Voici, fondée par des catholiques, une association
interconfessionnelle, pour travailler à la réforme de la civilisation, oeuvre
religieuse au premier chef, car pas de vraie civilisation sans civilisation
morale, et pas de vraie civilisation morale sans la vraie religion : c’est une
vérité démontrée, c’est un fait d’histoire. Et les nouveaux « sillonnistes » ne
pourront pas prétexter qu’ils ne travailleront que « sur le terrain des
réalités pratiques » où la diversité des croyances n’importe pas. Leur chef
sent si bien cette influence des convictions de l’esprit sur le résultat de
l’action qu’il les invite, à quelque religion qu’ils appartiennent, à « faire
sur le terrain des réalités pratiques la preuve de l’excellence de leurs
convictions personnelles ». Et avec raison car les réalisations pratiques
revêtent le caractère des convictions religieuses, comme les membres d’un corps
jusqu’à leurs dernières extrémités reçoivent leur forme du principe vital qui
l’anime.
Ceci dit, que faut-il penser de la promiscuité où se
trouveront engagés les jeunes catholiques avec des hétérodoxes et des
incroyants de toute sorte dans une oeuvre de cette nature ? N’est-elle pas
mille fois plus dangereuse pour eux qu’une association neutre ? Que faut-il
penser de cet appel à tous les hétérodoxes et à tous les incroyants à prouver
de leurs convictions sur le terrain social, dans une espèce de concours
apologétique, comme si ce concours ne durait pas depuis dix-neuf siècles, dans
des conditions moins dangereuses pour la foi des fidèles et tout en l’honneur
de l’Église catholique ? Que faut-il penser de ce respect de toutes les erreurs
et de l’invitation étrange, faite par un catholique à tous les dissidents, de
fortifier leurs convictions par l’étude et d’en faire des sources toujours plus
abondantes de forces nouvelles ? Que faut-il penser d’une association où toutes
les religions et même la libre-pensée peuvent se manifester hautement à leur
aise ? Car les sillonnistes qui, dans les conférences publiques et ailleurs,
proclament fièrement leur foi individuelle, n’entendent certainement pas fermer
la bouche aux autres et empêcher le protestant d’affirmer son protestantisme et
le sceptique son scepticisme.
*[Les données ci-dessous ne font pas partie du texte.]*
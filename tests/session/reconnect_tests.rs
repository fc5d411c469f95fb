//! Reconnect behavior against a real socket

use std::time::Duration;

use smrp_session::{ConnectionStatus, ReconnectPolicy, ReconstructionSession};

use crate::common::{test_config, wait_until, MockServer};

const WAIT: Duration = Duration::from_secs(5);

#[tokio::test]
async fn test_reconnects_after_abnormal_close() {
    let mut server = MockServer::start().await;
    let session = ReconstructionSession::start(&test_config(&server.base_url()), Some("s-1")).unwrap();

    let mut first = server.accept().await;
    first.recv_type("handshake").await;
    wait_until(WAIT, "connected", || session.is_connected()).await;

    first.close(1011).await;

    let mut second = server.accept().await;
    assert_eq!(second.path, "/ws/s-1");
    let handshake = second.recv_type("handshake").await;
    assert_eq!(handshake["sessionId"], "s-1");
    wait_until(WAIT, "reconnected", || session.is_connected()).await;

    session.close().await;
}

#[tokio::test]
async fn test_reconnects_after_dropped_socket() {
    let mut server = MockServer::start().await;
    let session = ReconstructionSession::start(&test_config(&server.base_url()), Some("s-1")).unwrap();

    let mut first = server.accept().await;
    first.recv_type("handshake").await;
    wait_until(WAIT, "connected", || session.is_connected()).await;

    // No close frame at all
    drop(first);

    let mut second = server.accept().await;
    second.recv_type("handshake").await;
    wait_until(WAIT, "reconnected", || session.is_connected()).await;

    session.close().await;
}

#[tokio::test]
async fn test_no_reconnect_after_normal_close() {
    let mut server = MockServer::start().await;
    let session = ReconstructionSession::start(&test_config(&server.base_url()), Some("s-1")).unwrap();

    let mut first = server.accept().await;
    first.recv_type("handshake").await;
    wait_until(WAIT, "connected", || session.is_connected()).await;

    first.close(1000).await;
    wait_until(WAIT, "disconnected", || {
        session.connection_status() == ConnectionStatus::Disconnected
    })
    .await;

    assert!(server.accept_within(Duration::from_millis(500)).await.is_none());
    assert!(!session.facade().send_mask_selection(&["mask_0".to_string()]));

    session.close().await;
}

#[tokio::test]
async fn test_close_stops_reconnecting() {
    let mut server = MockServer::start().await;
    let mut config = test_config(&server.base_url());
    config.reconnect = ReconnectPolicy::fixed(Duration::from_millis(400));
    let session = ReconstructionSession::start(&config, Some("s-1")).unwrap();

    let mut first = server.accept().await;
    first.recv_type("handshake").await;
    wait_until(WAIT, "connected", || session.is_connected()).await;

    let mut status = session.watch_status();
    first.close(1011).await;
    tokio::time::timeout(
        WAIT,
        status.wait_for(|s| *s == ConnectionStatus::Reconnecting),
    )
    .await
    .expect("never started reconnecting")
    .expect("status channel closed");

    session.close().await;
    assert!(server.accept_within(Duration::from_millis(800)).await.is_none());
}

#[tokio::test]
async fn test_switch_session_redials_new_path() {
    let mut server = MockServer::start().await;
    let config = test_config(&server.base_url());
    let session = ReconstructionSession::start(&config, Some("a")).unwrap();

    let mut first = server.accept().await;
    first.recv_type("handshake").await;
    wait_until(WAIT, "connected", || session.is_connected()).await;

    let session = session.switch_session(&config, "b").await.unwrap();
    let mut second = server.accept().await;
    assert_eq!(second.path, "/ws/b");
    let handshake = second.recv_type("handshake").await;
    assert_eq!(handshake["sessionId"], "b");

    session.close().await;
}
Que penser, enfin, d’un catholique qui, en
entrant dans son cercle d’études, laisse son catholicisme à la porte, pour ne
pas effrayer les camarades qui, « rêvant d’une action sociale désintéressée,
répugnent de la faire servir au triomphe d’intérêts, de coteries ou même de
convictions quelles qu’elles soient » ? Telle est la profession de foi du
nouveau Comité démocratique d’action sociale, qui a hérité de la plus grande
tâche de l’ancienne organisation, et qui, dit-il, « en brisant l’équivoque
entretenue autour du « plus grand Sillon », tant dans les milieux
réactionnaires que dans les milieux anticléricaux », est ouvert à tous les
hommes « respectueux des forces morales et religieuses et convaincus qu’aucune
émancipation sociale véritable n’est possible sans le ferment d’un généreux
idéalisme ».
Condamnation du Sillon
Oui, hélas ! l’équivoque est brisée ; l’action sociale du
Sillon n’est plus catholique ; le sillonniste, comme tel, ne travaille pas pour
une coterie, et « l’Église, il le dit, ne saurait à aucun titre être
bénéficiaire des sympathies que son action pourra susciter ». Étrange
insinuation, vraiment ! On craint que l’Église ne profite de l’action sociale
du Sillon dans un but égoïste et intéressé, comme si tout ce qui profite à
l’Église ne profitait pas à l’humanité ! Étrange renversement des idées : c’est
l’Église qui serait la bénéficiaire de l’action sociale, comme si les plus
grands économistes n’avaient pas reconnu et démontré que c’est l’action
sociale, qui, pour être sérieuse et féconde, doit bénéficier de l’Église.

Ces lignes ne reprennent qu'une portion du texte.